Saved data entries —

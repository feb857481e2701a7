use tracing::instrument;

use super::{Book, LibraryInterface};

/// Drives a catalogue without knowing what implements it.
///
/// The manager borrows its catalogue; the caller keeps ownership of the
/// concrete value and can inspect it once the manager is dropped.
#[derive(Debug)]
pub struct LibraryManager<'a, L: ?Sized> {
    library: &'a mut L,
}

impl<'a, L: LibraryInterface + ?Sized> LibraryManager<'a, L> {
    /// Wraps a catalogue.
    pub const fn new(library: &'a mut L) -> Self {
        Self { library }
    }

    /// Builds a [`Book`] and adds it to the catalogue.
    #[instrument(level = "debug", skip(self))]
    pub fn add_book(&mut self, title: String, author: String, year: String) {
        self.library.add_book(Book::new(title, author, year));
    }

    /// Removes the first book with the given title.
    #[instrument(level = "debug", skip(self))]
    pub fn remove_book(&mut self, title: &str) -> Option<Book> {
        self.library.remove_book(title)
    }

    /// Reports the contents of the catalogue.
    pub fn show_books(&self) {
        self.library.show_books();
    }
}
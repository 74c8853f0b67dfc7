//! Physics collaborator.
//!
//! The scene talks to the physics engine only through [`PhysicsBackend`]:
//! descriptors and character moves go in, poses and debug outlines come out.
//! [`RapierWorld`] is the rapier3d-backed implementation used by the app.

use cgmath::Vector3;

use crate::{data_structures::instance::Instance, level::PhysicsBodyDescriptor};

pub mod rapier;

pub use rapier::RapierWorld;

/// Capsule the character controller moves around.
#[derive(Clone, Debug)]
pub struct CharacterBody {
    pub half_height: f32,
    pub radius: f32,
    /// Gap kept between the capsule and the ground.
    pub float_height: f32,
    pub position: Vector3<f32>,
}

/// What actually happened when the character tried to move.
#[derive(Clone, Copy, Debug, PartialEq)]
pub struct CharacterMotion {
    pub translation: Vector3<f32>,
    pub grounded: bool,
}

impl Default for CharacterMotion {
    fn default() -> Self {
        Self {
            translation: Vector3::new(0.0, 0.0, 0.0),
            grounded: false,
        }
    }
}

/// A coloured line segment for the physics debug overlay.
#[derive(Clone, Copy, Debug, PartialEq)]
pub struct DebugLine {
    pub from: [f32; 3],
    pub to: [f32; 3],
    pub color: [f32; 4],
}

pub trait PhysicsBackend {
    type Handle: Copy + Eq + std::fmt::Debug;

    /// Creates the body and its collider. Fails when the geometry cannot make
    /// the requested shape (for example a node without triangles).
    fn insert_body(&mut self, body: &PhysicsBodyDescriptor) -> anyhow::Result<Self::Handle>;

    fn remove_body(&mut self, handle: Self::Handle);

    /// Current world pose of a body, unscaled.
    fn body_pose(&self, handle: Self::Handle) -> Option<Instance>;

    /// Number of bodies currently in the world, characters included.
    fn body_count(&self) -> usize;

    fn insert_character(&mut self, body: &CharacterBody) -> Self::Handle;

    /// Moves the character by at most `desired`, sliding along obstacles.
    /// The move takes effect on the next [`PhysicsBackend::step`].
    fn move_character(
        &mut self,
        handle: Self::Handle,
        desired: Vector3<f32>,
        dt: f32,
    ) -> CharacterMotion;

    fn step(&mut self, dt: f32);

    fn set_debug(&mut self, enabled: bool);

    fn debug_enabled(&self) -> bool;

    /// Collider outlines, empty unless debug is enabled.
    fn debug_lines(&self) -> Vec<DebugLine>;
}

What the task asks — Which lines above hold the string "catalogue"? Show each of them.

Your solution —
/// Drives a catalogue without knowing what implements it.
/// The manager borrows its catalogue; the caller keeps ownership of the
    /// Wraps a catalogue.
    /// Builds a [`Book`] and adds it to the catalogue.
    /// Reports the contents of the catalogue.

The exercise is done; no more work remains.